** Available data follows **

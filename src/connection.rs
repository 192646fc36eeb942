//! Connection resolver
//!
//! Turns the `Server` property of a resource into [`ConnectionParams`].
//! The descriptor is a URL of the form
//! `mssql://[user[:password]@]host[:port][/database][?charset=...]`; the
//! scheme may be left out (`//host`).

use tdskit::{Backend, ConnectionParams, DEFAULT_DATABASE, DEFAULT_PORT, DEFAULT_USER, Session};

use crate::error::{ProviderError, Result};
use crate::properties::ServerProperties;
use crate::secrets::SecretStore;

/// The only scheme a descriptor may name.
pub const SCHEME: &str = "mssql";

fn config_error(message: impl Into<String>) -> ProviderError {
    ProviderError::Config(message.into())
}

fn decode(component: &str) -> Result<String> {
    urlencoding::decode(component)
        .map(std::borrow::Cow::into_owned)
        .map_err(|e| config_error(format!("invalid percent-encoding in url: {e}")))
}

/// Split `host[:port]`. An IPv6 host keeps its brackets, so the port
/// separator is the first `:` after the closing `]`.
fn split_host_port(hostport: &str) -> Result<(&str, u16)> {
    let (host, port) = if hostport.starts_with('[') {
        let close = hostport
            .find(']')
            .ok_or_else(|| config_error("unterminated IPv6 host in url"))?;
        let (host, rest) = hostport.split_at(close + 1);
        match rest {
            "" => (host, None),
            _ => match rest.strip_prefix(':') {
                Some(port) => (host, Some(port)),
                None => return Err(config_error(format!("invalid host in url: {hostport}"))),
            },
        }
    } else {
        match hostport.rsplit_once(':') {
            Some((host, port)) => (host, Some(port)),
            None => (hostport, None),
        }
    };

    let port = match port {
        None | Some("") => DEFAULT_PORT,
        Some(port) => port
            .parse::<u16>()
            .map_err(|_| config_error(format!("invalid port in url: {port}")))?,
    };
    Ok((host, port))
}

/// Parse a descriptor. A password embedded in the URL wins over `password`.
pub fn parse_url(url: &str, password: Option<&str>) -> Result<ConnectionParams> {
    let rest = match url.split_once("//") {
        Some(("", rest)) => rest,
        Some((scheme, rest)) if scheme.strip_suffix(':') == Some(SCHEME) => rest,
        _ => return Err(config_error("unsupported scheme in url")),
    };

    let (rest, query) = match rest.split_once('?') {
        Some((head, query)) => (head, Some(query)),
        None => (rest, None),
    };
    let (authority, path) = match rest.split_once('/') {
        Some((authority, path)) => (authority, Some(path)),
        None => (rest, None),
    };
    let (userinfo, hostport) = match authority.rsplit_once('@') {
        Some((userinfo, hostport)) => (Some(userinfo), hostport),
        None => (None, authority),
    };

    let (host, port) = split_host_port(hostport)?;
    if host.is_empty() {
        return Err(config_error("missing host in url"));
    }

    let mut params = ConnectionParams::new(host);
    params.port = port;

    if let Some(userinfo) = userinfo {
        let (user, url_password) = match userinfo.split_once(':') {
            Some((user, pw)) => (user, Some(pw)),
            None => (userinfo, None),
        };
        params.user = if user.is_empty() {
            DEFAULT_USER.to_string()
        } else {
            decode(user)?
        };
        if let Some(pw) = url_password.filter(|pw| !pw.is_empty()) {
            params.password = Some(decode(pw)?);
        }
    }
    if params.password.is_none() {
        params.password = password.map(str::to_string);
    }

    let database = path.map(|p| p.trim_matches('/')).unwrap_or("");
    params.database = if database.is_empty() {
        DEFAULT_DATABASE.to_string()
    } else {
        // The database name ends up inside [...] in catalog lookups.
        if database.contains(['[', ']']) {
            return Err(config_error("database name in url must not contain brackets"));
        }
        database.to_string()
    };

    params.charset = query.and_then(|q| {
        q.split('&')
            .filter_map(|pair| pair.split_once('='))
            .find(|(key, _)| *key == "charset")
            .map(|(_, value)| value.to_string())
    });

    Ok(params)
}

/// `host:port` of a descriptor, without resolving any credential.
pub fn server_address(url: &str) -> Result<String> {
    parse_url(url, None).map(|params| params.address())
}

/// Whether a descriptor carries its own password.
fn has_inline_password(url: &str) -> bool {
    parse_url(url, None).is_ok_and(|params| params.password.is_some())
}

/// Resolve the `Server` property into connection parameters.
///
/// Consults `secrets` at most once, and only when neither the URL nor the
/// `Password` property carries the password.
pub fn resolve(server: &ServerProperties, secrets: &dyn SecretStore) -> Result<ConnectionParams> {
    if has_inline_password(&server.url) {
        return parse_url(&server.url, None);
    }
    let password = server.credential.resolve(secrets)?;
    let params = parse_url(&server.url, Some(&password))?;
    log::debug!("Resolved connection {params:?}");
    Ok(params)
}

/// The one live session of an invocation.
///
/// [`Connection::release`] commits on success and rolls back otherwise,
/// then closes. A connection dropped without release is rolled back and
/// closed.
pub struct Connection {
    session: Box<dyn Session>,
    params: ConnectionParams,
    released: bool,
}

impl Connection {
    pub fn open(backend: &dyn Backend, params: ConnectionParams, autocommit: bool) -> Result<Self> {
        log::debug!(
            "Connecting to {} as {} (database {}, autocommit {autocommit})",
            params.address(),
            params.user,
            params.database
        );
        let session = backend.connect(&params, autocommit).map_err(|e| match e {
            tdskit::Error::Connection { message } => ProviderError::Connection(message),
            other => ProviderError::Connection(other.to_string()),
        })?;
        Ok(Self {
            session,
            params,
            released: false,
        })
    }

    pub fn session(&mut self) -> &mut dyn Session {
        self.session.as_mut()
    }

    /// Database the session was opened in.
    pub fn database(&self) -> &str {
        &self.params.database
    }

    pub fn params(&self) -> &ConnectionParams {
        &self.params
    }

    /// End the transaction and close. The close is attempted even when
    /// the commit fails.
    pub fn release(mut self, succeeded: bool) -> Result<()> {
        self.released = true;
        let ended = if succeeded {
            self.session.commit()
        } else {
            self.session.rollback()
        };
        let closed = self.session.close();
        ended?;
        closed?;
        Ok(())
    }
}

impl Drop for Connection {
    fn drop(&mut self) {
        if !self.released {
            let _ = self.session.rollback();
            let _ = self.session.close();
        }
    }
}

** End of Available data **

**What you will do:** Repeat, exactly as they stand above, the lines from the line with "Some((host, port)) =>" to the line with "params.password = Some(decode(pw)?);", both lines included.

**Answer box:**
            Some((host, port)) => (host, Some(port)),
            None => (hostport, None),
        }
    };

    let port = match port {
        None | Some("") => DEFAULT_PORT,
        Some(port) => port
            .parse::<u16>()
            .map_err(|_| config_error(format!("invalid port in url: {port}")))?,
    };
    Ok((host, port))
}

/// Parse a descriptor. A password embedded in the URL wins over `password`.
pub fn parse_url(url: &str, password: Option<&str>) -> Result<ConnectionParams> {
    let rest = match url.split_once("//") {
        Some(("", rest)) => rest,
        Some((scheme, rest)) if scheme.strip_suffix(':') == Some(SCHEME) => rest,
        _ => return Err(config_error("unsupported scheme in url")),
    };

    let (rest, query) = match rest.split_once('?') {
        Some((head, query)) => (head, Some(query)),
        None => (rest, None),
    };
    let (authority, path) = match rest.split_once('/') {
        Some((authority, path)) => (authority, Some(path)),
        None => (rest, None),
    };
    let (userinfo, hostport) = match authority.rsplit_once('@') {
        Some((userinfo, hostport)) => (Some(userinfo), hostport),
        None => (None, authority),
    };

    let (host, port) = split_host_port(hostport)?;
    if host.is_empty() {
        return Err(config_error("missing host in url"));
    }

    let mut params = ConnectionParams::new(host);
    params.port = port;

    if let Some(userinfo) = userinfo {
        let (user, url_password) = match userinfo.split_once(':') {
            Some((user, pw)) => (user, Some(pw)),
            None => (userinfo, None),
        };
        params.user = if user.is_empty() {
            DEFAULT_USER.to_string()
        } else {
            decode(user)?
        };
        if let Some(pw) = url_password.filter(|pw| !pw.is_empty()) {
            params.password = Some(decode(pw)?);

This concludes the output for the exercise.